LandiniL’hard boiled resta un’interessante declinazione del poliziesco, nonostante si sia appesantito con il passare degli anni. Nel senso che il mito dell’investigatore privato duro e puro (o quasi) da Sam Spade a Philip Marlowe, da Lew Archer a Mike Ham­mer, si è consumato, re­sta nel mito, ma è come una vecchia auto che perde colpi e tende a spegnersi. Si sono fatti largo, con prepotenza ed efficacia, commissari, ispettori, carabinieri, avvocati e così via. Questo soprattutto in Italia, dove il ruolo di private eye non ha mai avuto molto senso, nella realtà ed anche sulle pagine dei libri. Però qualcuno resiste, rinnovando l’immaginario dell’uomo in trench e cappello per calarlo nelle città di provincia; e mettendolo a confronto, come capitava nel periodo d’oro ai colleghi statunitensi, con la realtà quotidiana.

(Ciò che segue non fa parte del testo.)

use std::env;
use std::fs;
use std::sync::{Mutex, OnceLock};

use serde_json::Value;
use supportcrew_cli::commands::{config, doctor};
use tempfile::TempDir;

#[test]
fn doctor_json_passes_with_a_readable_policy() {
    let dir = TempDir::new().expect("tempdir");
    let policy_path = dir.path().join("policy.md");
    fs::write(&policy_path, "Refunds are processed within 14 days.\n").expect("write policy");
    let policy_path = policy_path.display().to_string();

    with_env(&[("SUPPORTCREW_POLICY_PATH", policy_path.as_str())], || {
        let output = doctor::run(true);
        let payload: Value =
            serde_json::from_str(&output).expect("doctor output should be valid JSON");

        assert_eq!(payload["overall_status"], "pass");
        let checks = payload["checks"].as_array().expect("checks array");
        assert!(checks
            .iter()
            .any(|check| check["name"] == "policy_document" && check["status"] == "pass"));
    });
}

#[test]
fn doctor_fails_when_policy_is_missing() {
    with_env(&[("SUPPORTCREW_POLICY_PATH", "/nonexistent/policy.md")], || {
        let output = doctor::run(true);
        let payload: Value =
            serde_json::from_str(&output).expect("doctor output should be valid JSON");

        assert_eq!(payload["overall_status"], "fail");
        let checks = payload["checks"].as_array().expect("checks array");
        assert!(checks
            .iter()
            .any(|check| check["name"] == "policy_document" && check["status"] == "fail"));
    });
}

#[test]
fn doctor_skips_downstream_checks_when_config_is_invalid() {
    with_env(&[("SUPPORTCREW_LLM_PROVIDER", "openai")], || {
        // openai without an api key fails validation.
        let output = doctor::run(true);
        let payload: Value =
            serde_json::from_str(&output).expect("doctor output should be valid JSON");

        assert_eq!(payload["overall_status"], "fail");
        let checks = payload["checks"].as_array().expect("checks array");
        assert!(checks
            .iter()
            .any(|check| check["name"] == "config_validation" && check["status"] == "fail"));
        assert!(checks
            .iter()
            .any(|check| check["name"] == "policy_document" && check["status"] == "skipped"));
    });
}

#[test]
fn config_reports_env_source_and_redacts_secrets() {
    with_env(
        &[
            ("SUPPORTCREW_LLM_MODEL", "custom-model"),
            ("SUPPORTCREW_LLM_API_KEY", "sk-very-secret"),
        ],
        || {
            let output = config::run();

            assert!(output
                .contains("- llm.model = custom-model (source: env (SUPPORTCREW_LLM_MODEL))"));
            assert!(output
                .contains("- llm.api_key = <redacted> (source: env (SUPPORTCREW_LLM_API_KEY))"));
            assert!(!output.contains("sk-very-secret"));
        },
    );
}

#[test]
fn config_falls_back_to_defaults_without_env() {
    with_env(&[], || {
        let output = config::run();

        assert!(output.contains("- policy.path = policy.md (source: default)"));
        assert!(output.contains("- llm.provider = Ollama (source: default)"));
        assert!(output.contains("- search.base_url = http://localhost:8089 (source: default)"));
    });
}

fn with_env(vars: &[(&str, &str)], test_fn: impl FnOnce()) {
    static ENV_LOCK: OnceLock<Mutex<()>> = OnceLock::new();
    let _guard =
        ENV_LOCK.get_or_init(|| Mutex::new(())).lock().expect("env mutex should not be poisoned");

    let keys = [
        "SUPPORTCREW_POLICY_PATH",
        "SUPPORTCREW_LLM_PROVIDER",
        "SUPPORTCREW_LLM_API_KEY",
        "SUPPORTCREW_LLM_BASE_URL",
        "SUPPORTCREW_LLM_MODEL",
        "SUPPORTCREW_LLM_TIMEOUT_SECS",
        "SUPPORTCREW_SEARCH_BASE_URL",
        "SUPPORTCREW_SEARCH_TIMEOUT_SECS",
        "SUPPORTCREW_SERVER_BIND_ADDRESS",
        "SUPPORTCREW_SERVER_PORT",
        "SUPPORTCREW_LOGGING_LEVEL",
        "SUPPORTCREW_LOGGING_FORMAT",
        "SUPPORTCREW_LOG_LEVEL",
        "SUPPORTCREW_LOG_FORMAT",
    ];

    let previous_values: Vec<(&str, Option<String>)> =
        keys.iter().map(|key| (*key, env::var(key).ok())).collect();

    for key in &keys {
        env::remove_var(key);
    }
    for (key, value) in vars {
        env::set_var(key, value);
    }

    test_fn();

    for (key, value) in previous_values {
        if let Some(value) = value {
            env::set_var(key, value);
        } else {
            env::remove_var(key);
        }
    }
}
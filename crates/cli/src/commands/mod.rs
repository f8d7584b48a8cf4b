pub mod ask;
pub mod config;
pub mod doctor;

use serde::Serialize;

#[derive(Debug, Clone)]
pub struct CommandResult {
    pub exit_code: u8,
    pub output: String,
}

#[derive(Debug, Serialize)]
struct CommandOutcome {
    command: String,
    status: String,
    error_class: Option<String>,
    message: String,
}

impl CommandResult {
    pub fn success(command: &str, message: impl Into<String>) -> Self {
        let payload = CommandOutcome {
            command: command.to_string(),
            status: "ok".to_string(),
            error_class: None,
            message: message.into(),
        };
        Self { exit_code: 0, output: serialize_payload(payload) }
    }

    pub fn failure(
        command: &str,
        error_class: &str,
        message: impl Into<String>,
        exit_code: u8,
    ) -> Self {
        let payload = CommandOutcome {
            command: command.to_string(),
            status: "error".to_string(),
            error_class: Some(error_class.to_string()),
            message: message.into(),
        };
        Self { exit_code, output: serialize_payload(payload) }
    }
}

fn serialize_payload(payload: CommandOutcome) -> String {
    serde_json::to_string(&payload).unwrap_or_else(|error| {
        format!(
            "{{\"command\":\"unknown\",\"status\":\"error\",\"error_class\":\"serialization\",\"message\":\"{}\"}}",
            error.to_string().replace('\\', "\\\\").replace('"', "\\\"")
        )
    })
}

Lo sta facendo con attenzione e cognizione di causa Riccardo Landini che, dopo aver proposto romanzi con un commissario, ora presenta Brenno Sandrelli: geometra, perito assicurativo e detective “per necessità”. Il personaggio fa la propria apparizione in Il primo inganno, romanzo che apre una trilogia dedicata a imbrogli e raggiri, con morti ammazzati davvero in stile hard boiled.
La serie proseguirà con Non si ingannano i mor­ti, disponibile in ottobre (edizioni CentoAu­tori). Fondamental­men­te Brenno si occupa di questioni di corna: segue coppie clandestine, per passare al coniuge tradito il materiale per vincere la causa di divorzio. Che poi, durante un appostamento, intravveda un terribile episodio di stupro con vittima un’adolescente; e che scopra una gang di stupratori e assassini che godono di protezioni inaspettate, ci sta. E che la vita del protagonista sia debitamente incasinata, con la moglie che pare detestarlo, è un altro “classico”. Riccardo Landini, però, gestisce una vicenda a più piani con assoluta naturalezza e intelligenza, con una scrittura fluida e “americana”, riuscendo a toccare temi delicatissimi con intelligenza e seminando la strada di indizi che possono portare il lettore a intravvedere almeno un finale. Sì, non è un errore: come nei film dedicati agli eroi dei fumetti Marvel, si deve aspettare proprio l’ultima riga per capire. Perché l’inganno è davvero dietro a ogni angolo.